Start of Data
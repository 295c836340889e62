use quick_xml::Reader;
use quick_xml::events::BytesStart;
use quick_xml::events::Event;

use crate::Attributes;
use crate::IdxError;
use crate::IdxResult;
use crate::IndexTerm;
use crate::IndexTermReader;
use crate::MarkupEvent;
use crate::ReaderDiagnostic;

/// Pull-based markup events for a single XML document.
///
/// Empty elements are reported as a start immediately followed by an end,
/// CDATA sections as text, and entity references are unescaped. Comments,
/// processing instructions and declarations produce no events. A tokenizer
/// fault is yielded once as an error and ends the iteration.
pub struct XmlEvents<'a> {
	reader: Reader<&'a [u8]>,
	finished: bool,
}

impl<'a> XmlEvents<'a> {
	pub fn new(content: &'a str) -> Self {
		let mut reader = Reader::from_str(content);
		reader.trim_text(false);
		reader.expand_empty_elements(true);

		Self {
			reader,
			finished: false,
		}
	}

	fn fault(&mut self, reason: impl ToString) -> IdxError {
		self.finished = true;
		IdxError::Xml {
			position: self.reader.buffer_position(),
			reason: reason.to_string(),
		}
	}
}

impl Iterator for XmlEvents<'_> {
	type Item = IdxResult<MarkupEvent>;

	fn next(&mut self) -> Option<Self::Item> {
		while !self.finished {
			let event = match self.reader.read_event() {
				Ok(event) => event,
				Err(e) => return Some(Err(self.fault(e))),
			};

			match event {
				Event::Start(start) => {
					let name = String::from_utf8_lossy(start.local_name().as_ref()).into_owned();
					return Some(match extract_attributes(&start) {
						Ok(attributes) => Ok(MarkupEvent::Start { name, attributes }),
						Err(reason) => Err(self.fault(reason)),
					});
				}
				Event::End(end) => {
					let name = String::from_utf8_lossy(end.local_name().as_ref()).into_owned();
					return Some(Ok(MarkupEvent::End { name }));
				}
				Event::Text(text) => {
					return Some(match text.unescape() {
						Ok(fragment) => Ok(MarkupEvent::Text(fragment.into_owned())),
						Err(e) => Err(self.fault(e)),
					});
				}
				Event::CData(cdata) => {
					let fragment = String::from_utf8_lossy(&cdata.into_inner()).into_owned();
					return Some(Ok(MarkupEvent::Text(fragment)));
				}
				Event::Eof => self.finished = true,
				_ => {}
			}
		}

		None
	}
}

fn extract_attributes(start: &BytesStart<'_>) -> Result<Attributes, String> {
	let mut attributes = Attributes::new();
	for attribute in start.attributes() {
		let attribute = attribute.map_err(|e| e.to_string())?;
		let key = String::from_utf8_lossy(attribute.key.as_ref()).into_owned();
		let value = attribute.unescape_value().map_err(|e| e.to_string())?;
		attributes.insert(key, value.into_owned());
	}

	Ok(attributes)
}

/// Outcome of reading one document.
#[derive(Debug, Clone, Default)]
pub struct DocumentScan {
	/// Completed top-level terms in document order.
	pub terms: Vec<IndexTerm>,
	/// Non-fatal problems found while reading.
	pub diagnostics: Vec<ReaderDiagnostic>,
	/// The document title, if one was captured.
	pub title: Option<String>,
	/// Term scopes still open when the events ran out. Anything but `0`
	/// means the scan is incomplete.
	pub open_scopes: usize,
}

impl DocumentScan {
	pub fn is_complete(&self) -> bool {
		self.open_scopes == 0
	}
}

/// Reset `reader`, then read the XML document `content` identified by
/// `target`.
///
/// Terms are buffered until the whole document has been read, so a failed
/// scan returns an error and contributes nothing.
pub fn scan_document(
	reader: &mut IndexTermReader,
	target: &str,
	content: &str,
) -> IdxResult<DocumentScan> {
	reader.reset();
	reader.set_target_file(target);

	let mut terms: Vec<IndexTerm> = Vec::new();
	reader.read(XmlEvents::new(content), &mut terms)?;

	let scan = DocumentScan {
		terms,
		diagnostics: reader.take_diagnostics(),
		title: reader.title().map(ToString::to_string),
		open_scopes: reader.open_scopes(),
	};
	tracing::debug!(
		document = target,
		terms = scan.terms.len(),
		open_scopes = scan.open_scopes,
		"document scanned"
	);

	Ok(scan)
}
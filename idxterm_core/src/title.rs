use crate::text::accumulate_text;

/// Progress of the title capture within one document.
#[derive(Debug, Clone, Copy, Default, PartialEq, Eq)]
pub enum TitleState {
	#[default]
	NotFound,
	Capturing,
	Found,
}

/// Captures the text of the first title element of a document.
#[derive(Debug, Clone, Default)]
pub struct TitleCapture {
	state: TitleState,
	title: Option<String>,
	/// Title elements opened inside the captured one.
	nested: usize,
}

impl TitleCapture {
	pub fn new() -> Self {
		Self::default()
	}

	pub fn state(&self) -> TitleState {
		self.state
	}

	pub fn title(&self) -> Option<&str> {
		self.title.as_deref()
	}

	pub fn is_capturing(&self) -> bool {
		self.state == TitleState::Capturing
	}

	/// A title element started.
	pub fn open(&mut self) {
		match self.state {
			TitleState::NotFound => self.state = TitleState::Capturing,
			TitleState::Capturing => self.nested += 1,
			TitleState::Found => {}
		}
	}

	/// A title element ended.
	pub fn close(&mut self) {
		if self.state != TitleState::Capturing {
			return;
		}

		if self.nested > 0 {
			self.nested -= 1;
			return;
		}

		self.state = TitleState::Found;
		tracing::debug!(title = ?self.title, "document title captured");
	}

	/// Feed a character-data fragment; ignored unless capturing.
	pub fn push_text(&mut self, fragment: &str) {
		if self.is_capturing() {
			accumulate_text(&mut self.title, fragment);
		}
	}

	pub fn reset(&mut self) {
		*self = Self::default();
	}
}
use std::path::Path;
use std::path::PathBuf;
use std::process;

use clap::Parser;
use idxterm_core::IndexTerm;
use idxterm_core::config::CONFIG_FILE_CANDIDATES;
use idxterm_core::config::IdxConfig;
use idxterm_core::project::ProjectIndex;
use idxterm_core::project::scan_project_with_config;
use idxterm_cli::Commands;
use idxterm_cli::IdxCli;
use idxterm_cli::OutputFormat;
use owo_colors::OwoColorize;
use serde::Serialize;
use tracing_subscriber::EnvFilter;

static USE_COLOR: std::sync::atomic::AtomicBool = std::sync::atomic::AtomicBool::new(true);

fn color_enabled() -> bool {
	USE_COLOR.load(std::sync::atomic::Ordering::Relaxed)
}

/// Apply ANSI color codes only when color is enabled.
macro_rules! colored {
	($text:expr,red) => {
		if color_enabled() {
			format!("{}", $text.red())
		} else {
			format!("{}", $text)
		}
	};
	($text:expr,green) => {
		if color_enabled() {
			format!("{}", $text.green())
		} else {
			format!("{}", $text)
		}
	};
	($text:expr,yellow) => {
		if color_enabled() {
			format!("{}", $text.yellow())
		} else {
			format!("{}", $text)
		}
	};
	($text:expr,bold) => {
		if color_enabled() {
			format!("{}", $text.bold())
		} else {
			format!("{}", $text)
		}
	};
	($text:expr,dimmed) => {
		if color_enabled() {
			format!("{}", $text.dimmed())
		} else {
			format!("{}", $text)
		}
	};
}

fn main() {
	let args = IdxCli::parse();

	// Respect NO_COLOR env var and --no-color flag.
	let use_color = !args.no_color && std::env::var_os("NO_COLOR").is_none();
	if !use_color {
		USE_COLOR.store(false, std::sync::atomic::Ordering::Relaxed);
	}

	init_tracing(args.verbose, use_color);

	// Install miette's fancy handler for rich error diagnostics.
	miette::set_hook(Box::new(move |_| {
		Box::new(
			miette::MietteHandlerOpts::new()
				.color(use_color)
				.unicode(use_color)
				.build(),
		)
	}))
	.ok();

	let result = match args.command {
		Some(Commands::Init) => run_init(&args),
		Some(Commands::List { format }) => run_list(&args, format),
		Some(Commands::Check { strict }) => run_check(&args, strict),
		None => {
			eprintln!("No subcommand specified. Run `idxterm --help` for usage.");
			process::exit(1);
		}
	};

	if let Err(e) = result {
		// Render core errors through miette for help text and error codes.
		match e.downcast::<idxterm_core::IdxError>() {
			Ok(idx_err) => {
				let report: miette::Report = (*idx_err).into();
				eprintln!("{report:?}");
			}
			Err(e) => {
				eprintln!("{} {e}", colored!("error:", red));
			}
		}
		process::exit(2);
	}
}

/// Log to stderr. `RUST_LOG` takes precedence over `--verbose`.
fn init_tracing(verbose: bool, use_color: bool) {
	let default_level = if verbose { "debug" } else { "warn" };
	let filter =
		EnvFilter::try_from_default_env().unwrap_or_else(|_| EnvFilter::new(default_level));

	tracing_subscriber::fmt()
		.with_env_filter(filter)
		.with_writer(std::io::stderr)
		.with_ansi(use_color)
		.with_target(false)
		.without_time()
		.init();
}

fn resolve_root(args: &IdxCli) -> PathBuf {
	args.path
		.clone()
		.unwrap_or_else(|| std::env::current_dir().unwrap_or_else(|_| PathBuf::from(".")))
}

fn run_init(args: &IdxCli) -> Result<(), Box<dyn std::error::Error>> {
	let root = resolve_root(args);

	if let Some(existing) = IdxConfig::resolve_path(&root) {
		println!("Config file already exists: {}", existing.display());
		return Ok(());
	}

	let config_path = root.join(CONFIG_FILE_CANDIDATES[0]);
	let sample_config = "# idxterm configuration\n\n# File extensions to scan.\n# extensions = \
	                     [\"dita\", \"xml\"]\n\n# Skip files larger than this many bytes.\n# \
	                     max_file_size = 10485760\n\n# Element and attribute names.\n# \
	                     [elements]\n# term = \"indexterm\"\n# title = \"title\"\n# \
	                     language_attribute = \"xml:lang\"\n\n# Gitignore-style patterns to \
	                     skip.\n# [exclude]\n# patterns = [\"out/\"]\n";

	std::fs::write(&config_path, sample_config)?;
	println!("Created {}", config_path.display());

	Ok(())
}

#[derive(Serialize)]
struct ListOutput<'a> {
	locale: Option<String>,
	files: usize,
	term_count: usize,
	terms: &'a [IndexTerm],
}

fn run_list(args: &IdxCli, format: OutputFormat) -> Result<(), Box<dyn std::error::Error>> {
	let root = resolve_root(args);
	let index = scan_project_with_config(&root)?;

	match format {
		OutputFormat::Json => {
			let output = ListOutput {
				locale: index.locale.as_ref().map(ToString::to_string),
				files: index.files.len(),
				term_count: index.terms.term_count(),
				terms: &index.terms,
			};
			println!("{}", serde_json::to_string_pretty(&output)?);
		}
		OutputFormat::Text => {
			if index.terms.is_empty() {
				println!("No index terms found.");
			} else {
				for term in index.terms.iter() {
					print_term(term, 0);
				}
			}

			println!();
			println!(
				"{} index term(s) in {} file(s)",
				index.terms.term_count(),
				index.files.len()
			);
			let locale = index
				.locale
				.as_ref()
				.map_or_else(|| "(none)".to_string(), ToString::to_string);
			println!("Locale: {locale}");

			if args.verbose {
				print_diagnostics(&root, &index);
			}
		}
	}

	Ok(())
}

fn print_term(term: &IndexTerm, depth: usize) {
	let indent = "  ".repeat(depth);
	let name = term.name().unwrap_or(idxterm_core::EMPTY_TERM_PLACEHOLDER);
	println!("{indent}{}", colored!(name, bold));

	for target in &term.targets {
		let location = if target.target_name() == target.target_uri() {
			target.target_uri().to_string()
		} else {
			format!("{} ({})", target.target_name(), target.target_uri())
		};
		println!("{indent}  {}", colored!(format!("-> {location}"), dimmed));
	}

	for sub_term in &term.sub_terms {
		print_term(sub_term, depth + 1);
	}
}

fn display_path(root: &Path, file: &Path) -> String {
	file.strip_prefix(root).unwrap_or(file).display().to_string()
}

fn print_diagnostics(root: &Path, index: &ProjectIndex) {
	for diagnostic in &index.diagnostics {
		let label = if diagnostic.is_error() {
			colored!("error:", red)
		} else {
			colored!("warning:", yellow)
		};
		eprintln!(
			"{label} {}: {}",
			display_path(root, &diagnostic.file),
			diagnostic.message()
		);
	}
}

fn run_check(args: &IdxCli, strict: bool) -> Result<(), Box<dyn std::error::Error>> {
	let root = resolve_root(args);
	let index = scan_project_with_config(&root)?;

	print_diagnostics(&root, &index);

	let problems = index
		.diagnostics
		.iter()
		.filter(|diagnostic| strict || diagnostic.is_error())
		.count();

	if problems > 0 {
		eprintln!(
			"\n{} {problems} problem(s) found in {} file(s).",
			colored!("Check failed:", red),
			index.files.len()
		);
		process::exit(1);
	}

	println!(
		"{} {} index term(s) collected from {} file(s).",
		colored!("All documents scanned cleanly:", green),
		index.terms.term_count(),
		index.files.len()
	);

	Ok(())
}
End of Data
## Exercise
Which lines of the data include the word "bold"? Copy each one.

## Task output
	($text:expr,bold) => {
			format!("{}", $text.bold())
	println!("{indent}{}", colored!(name, bold));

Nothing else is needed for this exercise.